A former adviser to the Bank of England and the first director of Pro Ned, the organisation that promotes non-executive directors, the author is better placed than most to carry out the task. And if the resulting volume is a little less hype-laden and racy than those that usually drop on managers' desks, he does as good a job as possible with a subject that, although it creates great controversy, is not of itself thrilling.

Indeed, since the term 'governance' is generally reckoned to have fallen out of use until Harold Wilson produced his slim volume The Governance of Britain in the late 1970s, there is even uncertainty about what it means. Mr Charkham, though, has adopted the definition given by the Cadbury Committee - 'the system by which companies are directed and controlled' - and looked into how that applies in Britain, the United States, Germany, France and Japan.

With a lengthy chapter devoted to placing what happens in each in its appropriate political and social perspective, he provides a useful overview that describes differences and similarities between these leading industrialised countries. At one point, he even writes that in each country 'corporate governance holds up a mirror to society in general'.

So in Japan, 'there appears to be a general consensus . . . that although profit is important, the long-term preservation and prosperity of the family (which is how companies are viewed) are and should be primarily the aim of all concerned'.

Meanwhile, in the United States the guiding principles are 'sunshine and due process' - in other words, there is a set of rules enforced by the Securities and Exchange Commission designed to provide information, while comparatively easy access to the legal system is provided by contingency fees, class actions and derivative suits.

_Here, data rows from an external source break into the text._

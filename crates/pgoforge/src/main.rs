use clap::{Parser, Subcommand};
use std::path::{Path, PathBuf};
use std::process::ExitCode;
use std::sync::Arc;

use pgoforge::config::ConfigDoc;
use pgoforge::error::ErrorKind;
use pgoforge::executor::{ExecCtx, StdoutSink};
use pgoforge::gate::AssumeYes;
use pgoforge::modules::kernel::KernelInputs;
use pgoforge::modules::overlay::{OverlayConfig, load_module_list};
use pgoforge::workspace::WorkspaceConfig;
use pgoforge::{Error, Result};
use tracing_subscriber::layer::SubscriberExt;
use tracing_subscriber::util::SubscriberInitExt;
use tracing_subscriber::{EnvFilter, fmt};

#[derive(Debug, Parser)]
#[command(author, version, about)]
struct Args {
    /// Log filter for diagnostics on stderr (overridden by RUST_LOG)
    #[arg(long, global = true, default_value = "warn")]
    log_level: String,
    /// Emit diagnostics as JSON lines
    #[arg(long, global = true)]
    log_json: bool,
    #[command(subcommand)]
    cmd: Command,
}

#[derive(Debug, Subcommand)]
enum Command {
    /// Load a build definition and print the task plan
    Plan {
        /// Path to a build definition TOML
        build: PathBuf,
        /// Print GraphViz dot instead of a linear plan
        #[arg(long)]
        dot: bool,
    },
    /// Print the build mode, flag bundle and descriptor variables
    Resolve {
        /// Path to a build definition TOML
        build: PathBuf,
        /// Override a config value, e.g. --set kernel.options.lto=thin
        #[arg(long = "set", value_name = "PATH=VALUE")]
        set: Vec<String>,
    },
    /// Resolve, verify overrides and validate the descriptor without building
    Verify {
        /// Path to a build definition TOML
        build: PathBuf,
        #[arg(long = "set", value_name = "PATH=VALUE")]
        set: Vec<String>,
    },
    /// Execute the full pipeline
    Run {
        /// Path to a build definition TOML
        build: PathBuf,
        /// Skip the confirmation prompt
        #[arg(long)]
        yes: bool,
        /// Run decision steps only; skip confirmation, build and collect
        #[arg(long)]
        dry_run: bool,
        #[arg(long = "set", value_name = "PATH=VALUE")]
        set: Vec<String>,
    },
    /// Classify loaded kernel modules into a config overlay
    Classify {
        /// Module list, one per line (`-` for stdin); defaults to /proc/modules
        #[arg(long)]
        modules: Option<String>,
        /// Directory the overlay is written under
        #[arg(long, default_value = ".")]
        out_dir: PathBuf,
        /// Subdirectory preferred when it exists under --out-dir
        #[arg(long)]
        variant_dir: Option<String>,
        #[arg(long, default_value = "modules.config")]
        file_name: String,
        /// Print the overlay instead of writing it
        #[arg(long)]
        stdout: bool,
    },
}

fn main() -> ExitCode {
    dotenv::dotenv().ok();
    let args = Args::parse();
    init_tracing(&args.log_level, args.log_json);

    match dispatch(args.cmd) {
        Ok(()) => ExitCode::SUCCESS,
        Err(e) if e.is_cancelled() => {
            println!("cancelled: nothing was built");
            ExitCode::SUCCESS
        }
        Err(e) => {
            eprintln!("error: {e}");
            ExitCode::from(e.kind().exit_code() as u8)
        }
    }
}

fn init_tracing(level: &str, json: bool) {
    let filter = EnvFilter::try_from_default_env().unwrap_or_else(|_| EnvFilter::new(level));
    let registry = tracing_subscriber::registry().with(filter);
    if json {
        registry
            .with(fmt::layer().json().with_writer(std::io::stderr))
            .init();
    } else {
        registry
            .with(fmt::layer().with_target(false).with_writer(std::io::stderr))
            .init();
    }
}

fn dispatch(cmd: Command) -> Result<()> {
    match cmd {
        Command::Plan { build, dot } => cmd_plan(&build, dot),
        Command::Resolve { build, set } => cmd_resolve(&build, &set),
        Command::Verify { build, set } => cmd_verify(&build, &set),
        Command::Run {
            build,
            yes,
            dry_run,
            set,
        } => cmd_run(&build, yes, dry_run, &set),
        Command::Classify {
            modules,
            out_dir,
            variant_dir,
            file_name,
            stdout,
        } => cmd_classify(modules, &out_dir, variant_dir, file_name, stdout),
    }
}

/// File, then `PGOFORGE_*` environment, then `--set`.
fn load_doc(path: &Path, set: &[String]) -> Result<ConfigDoc> {
    let mut doc = pgoforge::config::load(path)?;
    let applied = pgoforge::config::env::apply_process_env(&mut doc)?;
    if !applied.is_empty() {
        tracing::info!(vars = ?applied, "applied environment overrides");
    }
    pgoforge::config::env::apply_cli_overrides(&mut doc, set)?;
    Ok(doc)
}

fn cmd_plan(path: &Path, dot: bool) -> Result<()> {
    let doc = load_doc(path, &[])?;
    let plan = pgoforge::modules::plan_for(&doc)?;

    if dot {
        print!("{}", plan.to_dot()?);
        return Ok(());
    }

    let ordered = plan.ordered()?;
    for (i, task) in ordered.iter().enumerate() {
        println!(
            "{:>2}. {:<18}  {:<8} {:<10}  {}",
            i + 1,
            task.id,
            task.module,
            task.phase,
            task.label
        );
    }
    Ok(())
}

fn cmd_resolve(path: &Path, set: &[String]) -> Result<()> {
    let doc = load_doc(path, set)?;
    let inputs = KernelInputs::from_doc(&doc)?;
    let plan = inputs.resolve()?;
    for line in plan.summary_lines() {
        println!("{line}");
    }
    println!("descriptor variables:");
    for (k, v) in inputs.intended(&plan) {
        println!("  {k}={v}");
    }
    println!("next: {}", plan.mode.next_step_hint());
    Ok(())
}

fn cmd_verify(path: &Path, set: &[String]) -> Result<()> {
    let doc = load_doc(path, set)?;
    let inputs = KernelInputs::from_doc(&doc)?;
    let plan = inputs.resolve()?;
    let intended = inputs.intended(&plan);
    let inspection = inputs.inspect(&intended)?;

    println!("mode: {} (evaluator: {})", plan.mode, inspection.report.evaluator);
    for o in &inspection.report.outcomes {
        let tag = if o.is_mismatch() { "WARNING: " } else { "" };
        println!("  {tag}{}", o.describe());
    }
    for w in &inspection.report.descriptor_warnings {
        println!("  WARNING: {w}");
    }
    let structure = inputs.check_structure(&inspection.snapshot)?;
    println!(
        "structure ok: {} source(s), {} entries in {}",
        structure.sources, structure.checksums, structure.checksum_array
    );

    let mismatches = inspection.report.mismatches().count();
    if mismatches > 0 && inputs.cfg.fail_on_mismatch {
        return Err(Error::new(
            ErrorKind::OverrideMismatch,
            format!("{mismatches} override(s) not honored by the descriptor"),
        ));
    }
    Ok(())
}

fn cmd_run(path: &Path, yes: bool, dry_run: bool, set: &[String]) -> Result<()> {
    let doc = load_doc(path, set)?;
    let plan = pgoforge::modules::plan_for(&doc)?;
    let reg = pgoforge::executor::builtin_registry()?;

    let ws_cfg: WorkspaceConfig = doc.deserialize_path("workspace")?.unwrap_or_default();
    let ws = pgoforge::workspace::load_paths(&ws_cfg, &doc.base_dir())?;
    let sink = Arc::new(StdoutSink::with_error_logs_root(ws.error_logs_dir()));

    let mut ctx = ExecCtx::new(dry_run, sink);
    if yes {
        ctx = ctx.with_gate(Arc::new(AssumeYes));
    }
    pgoforge::executor::execute_plan(&doc, &plan, &reg, &mut ctx)
}

fn cmd_classify(
    modules: Option<String>,
    out_dir: &Path,
    variant_dir: Option<String>,
    file_name: String,
    stdout: bool,
) -> Result<()> {
    let cfg = OverlayConfig {
        modules_file: modules,
        variant_dir,
        file_name,
        ..OverlayConfig::default()
    };
    let cwd = std::env::current_dir()?;
    let list = load_module_list(&cfg, &cwd)?;
    let result = pgoforge::classify::classify(&list);
    let rendered = pgoforge::classify::render(&result);

    if stdout {
        print!("{rendered}");
        return Ok(());
    }
    let path =
        pgoforge::classify::resolve_overlay_path(out_dir, cfg.variant_dir.as_deref(), &cfg.file_name);
    pgoforge::classify::write_overlay(&path, &rendered)?;
    println!("wrote {} ({} module(s))", path.display(), result.total());
    Ok(())
}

But, fascinating as these and other insights are, the most eagerly read chapter is likely to be the last one, 'Which system is best?' Although Mr Charkham understandably refrains from coming down in favour of any one system, his discussion of the criteria for so deciding is invaluable in explaining what good corporate governance is all about - and, more important, what it is not.

Having pointed out that the role of corporate governance is to enable companies to 'draw on the constructive vitality of its people while containing the effects of their weaknesses', he suggests that the test of a good system is not the number of companies from which poor CEOs are removed, but the number of times a CEO is so competent that he or she can reach retiring age in place.

If that sounds somewhat prosaic, he divides this test into two criteria - dynamism and accountability. The former is the attribute that the IoD and others seem most concerned about losing, but Mr Charkham suggests that the preponderance of takeovers in the 1980s has devalued it in the United States and the UK. As one might expect of two economies where executive pay deals make the headlines about as frequently as company failures, he does not rate them too highly in the latter either.

But while pointing up the apparent strengths of the German and Japanese systems, he does not totally condemn the Anglo- American approach. 'The problem for the USA and UK is not one of diagnosis or prescription but of will and self-interest,' he writes. 'Many people are locked into the system and do well from it; others less prosperous nevertheless fear change.' Quite.